Historical grievances aside, the mentality that perpetuates violence in the name of religion has survived from ancient times and is one of the unexamined pillars of the underlying belief systems of some "fundamentalist" followers of the Abrahamic religions. One need only look at the literal meaning of certain scriptures to understand this interpretation. An impartial consideration of the last five thousand years of Middle Eastern and European history might suggest that this appraisal, at least allegorically, merits some consideration. The sanctification of war on religious grounds is thus challenged by the Buddha, and in this light, teachings in the scriptures of various religions that openly promote violence are to be relegated to the sphere of allegory and symbolism. They are to be understood to represent the battle against the inner enemies of the passions and egotism, which Islamic Sufism calls the "greater jihad".

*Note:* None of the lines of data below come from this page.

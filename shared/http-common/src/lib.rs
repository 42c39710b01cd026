//! Shared HTTP utilities for the URL shortener workspace.
//!
//! Framework-agnostic JSON payload builders and request helpers used by the
//! api-server. Payload shapes are part of the public contract: every error is
//! a flat `{"error": <string>}` object.

// ============================================================================
// JSON Response Helpers (framework-agnostic)
// ============================================================================

/// Error value returned for validation failures, unknown codes and lookup errors.
pub const INVALID_URL: &str = "invalid URL";

/// Create the flat error JSON.
///
/// Returns: `{"error": "<message>"}`
pub fn json_err(message: &str) -> serde_json::Value {
    serde_json::json!({ "error": message })
}

/// `{"error": "invalid URL"}`
pub fn invalid_url() -> serde_json::Value {
    json_err(INVALID_URL)
}

/// Greeting body for the API smoke-test endpoint.
pub fn hello() -> serde_json::Value {
    serde_json::json!({ "greeting": "hello API" })
}

/// Successful create payload: `{"original_url": ..., "short_url": <code>}`.
pub fn short_url_body(original_url: &str, short_code: u64) -> serde_json::Value {
    serde_json::json!({ "original_url": original_url, "short_url": short_code })
}

// ============================================================================
// Request Helpers
// ============================================================================

/// Whether a `Content-Type` header value denotes an HTML form body.
///
/// Parameters such as `; charset=utf-8` are ignored and the comparison is
/// case-insensitive.
pub fn is_form_content_type(content_type: Option<&str>) -> bool {
    content_type
        .and_then(|ct| ct.split(';').next())
        .map(|mime| mime.trim().eq_ignore_ascii_case("application/x-www-form-urlencoded"))
        .unwrap_or(false)
}

/// Pull the `url` field out of a decoded JSON body. Missing and non-string
/// values yield `None`.
pub fn url_field(body: &serde_json::Value) -> Option<String> {
    body.get("url").and_then(|v| v.as_str()).map(str::to_string)
}

/// Make a redirect target safe for the `Location` header: non-ASCII
/// characters are percent-encoded as UTF-8, everything else is kept.
pub fn redirect_location(target: &str) -> String {
    let mut out = String::with_capacity(target.len());
    let mut buf = [0u8; 4];
    for ch in target.chars() {
        if ch.is_ascii() {
            out.push(ch);
        } else {
            out.push_str(&urlencoding::encode(ch.encode_utf8(&mut buf)));
        }
    }
    out
}
use crate::validate::UrlValidator;
use crate::{CoreError, HostResolver, ShortCode, ShortUrlRecord, ShortUrlRepository};

/// Application service orchestrating creation and resolution of short URLs.
///
/// Generic over the repository and the name resolver; both are injected at
/// construction so the service holds no ambient state.
pub struct ShortUrlService<R: ShortUrlRepository, H: HostResolver> {
    repo: R,
    validator: UrlValidator<H>,
}

impl<R: ShortUrlRepository, H: HostResolver> ShortUrlService<R, H> {
    pub fn new(repo: R, resolver: H) -> Self {
        Self {
            repo,
            validator: UrlValidator::new(resolver),
        }
    }

    /// Validate `raw` and return the record for it, creating one if needed.
    pub async fn shorten(&self, raw: &str) -> Result<ShortUrlRecord, CoreError> {
        let normalized = self.validator.validate(raw).await?;
        Ok(self.repo.find_or_create(&normalized)?)
    }

    /// Resolve a code to its record.
    pub fn resolve(&self, code: ShortCode) -> Result<ShortUrlRecord, CoreError> {
        match self.repo.find_by_code(code)? {
            Some(record) => Ok(record),
            None => Err(CoreError::NotFound),
        }
    }

    /// Parse a path segment and resolve it.
    pub fn resolve_str(&self, code: &str) -> Result<ShortUrlRecord, CoreError> {
        self.resolve(code.parse()?)
    }

    pub fn repo(&self) -> &R {
        &self.repo
    }
}

#[cfg(test)]
mod tests {
    use super::*;
    use crate::adapters::memory_repo::InMemoryRepo;
    use crate::adapters::static_resolver::StaticResolver;
    use crate::{NormalizedUrl, StoreError, ValidationError};

    fn svc() -> ShortUrlService<InMemoryRepo, StaticResolver> {
        ShortUrlService::new(
            InMemoryRepo::new(),
            StaticResolver::new(["www.example.com", "example.org"]),
        )
    }

    #[tokio::test]
    async fn shorten_then_resolve() {
        let svc = svc();
        let created = svc.shorten("https://www.example.com").await.expect("created");
        assert_eq!(created.original_url, "www.example.com");
        assert_eq!(created.short_code, ShortCode::FIRST);

        let found = svc.resolve(created.short_code).unwrap();
        assert_eq!(found.redirect_target(), "https://www.example.com");
    }

    #[tokio::test]
    async fn shorten_is_idempotent() {
        let svc = svc();
        let a = svc.shorten("https://www.example.com").await.unwrap();
        let b = svc.shorten("https://www.example.com").await.unwrap();
        assert_eq!(a.short_code, b.short_code);
    }

    #[tokio::test]
    async fn distinct_urls_get_increasing_codes() {
        let svc = svc();
        let mut last = None;
        for path in ["a", "b", "c", "d"] {
            let rec = svc
                .shorten(&format!("https://example.org/{path}"))
                .await
                .unwrap();
            if let Some(prev) = last {
                assert!(rec.short_code > prev);
            }
            last = Some(rec.short_code);
        }
    }

    #[tokio::test]
    async fn validation_errors_surface() {
        let svc = svc();
        let err = svc.shorten("ftp://example.org").await.unwrap_err();
        assert_eq!(err, CoreError::Validation(ValidationError::MalformedSyntax));
        let err = svc.shorten("https://unknown.example.net").await.unwrap_err();
        assert!(matches!(
            err,
            CoreError::Validation(ValidationError::UnresolvableHost(_))
        ));
        assert!(svc.repo().is_empty().unwrap());
    }

    #[test]
    fn resolve_not_found_and_bad_code() {
        let svc = svc();
        assert_eq!(svc.resolve_str("999").unwrap_err(), CoreError::NotFound);
        assert!(matches!(
            svc.resolve_str("abc").unwrap_err(),
            CoreError::InvalidCode(_)
        ));
    }

    struct BrokenRepo;

    impl ShortUrlRepository for BrokenRepo {
        fn find_or_create(&self, _url: &NormalizedUrl) -> Result<ShortUrlRecord, StoreError> {
            Err(StoreError::new("11000", "write failed"))
        }
        fn find_by_code(&self, _code: ShortCode) -> Result<Option<ShortUrlRecord>, StoreError> {
            Err(StoreError::new("6", "connection lost"))
        }
    }

    #[tokio::test]
    async fn store_errors_carry_code() {
        let svc = ShortUrlService::new(BrokenRepo, StaticResolver::new(["example.org"]));
        match svc.shorten("https://example.org").await {
            Err(CoreError::Store(e)) => assert_eq!(e.code, "11000"),
            other => panic!("expected store error, got {other:?}"),
        }
        assert!(matches!(svc.resolve(ShortCode::FIRST), Err(CoreError::Store(_))));
    }
}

It could not be the intention of the Buddha to advocate a religious war, since the vows of Mahayana Buddhist teachings prohibit harming any sentient being. The only exception would be that of a Buddhist Mahasiddha, a great adept who genuinely possessed the ability to dispatch a particularly pernicious evil-doer to the pure realms, thus saving that being from the karma of the lower realms as well as saving his potential victims from suffering. Buddhist teachings that portray military conflict, such as elements of the Kalachakra Tantra and the Gesar Epic, are taught for the sake of those who possess a karmic tendency towards militancy, for the purpose of taming their minds. The passages of the Kalachakra Tantra that address religious warfare should be viewed as an admonition by the Buddha to the followers of all religions to turn away from the religious justification of war and violence, and embrace the precepts of love and compassion which are also found within their teachings. The Kalachakra masters take the description of "holy war" symbolically, teaching that it mainly refers to the inner battle of the religious practitioner against inner demonic and barbarian tendencies. This is the solution to violence in the world, since according to the Kalachakra tantra, the outer conditions found in the world depend on the inner condition of the minds of the beings in the world. Viewed in this light, the prophesied Shambhala war takes place on the plane of ideas. It depicts the subduing of the archaic mentality of violence in the name of religion and ideology by a higher form of spiritual power and wisdom.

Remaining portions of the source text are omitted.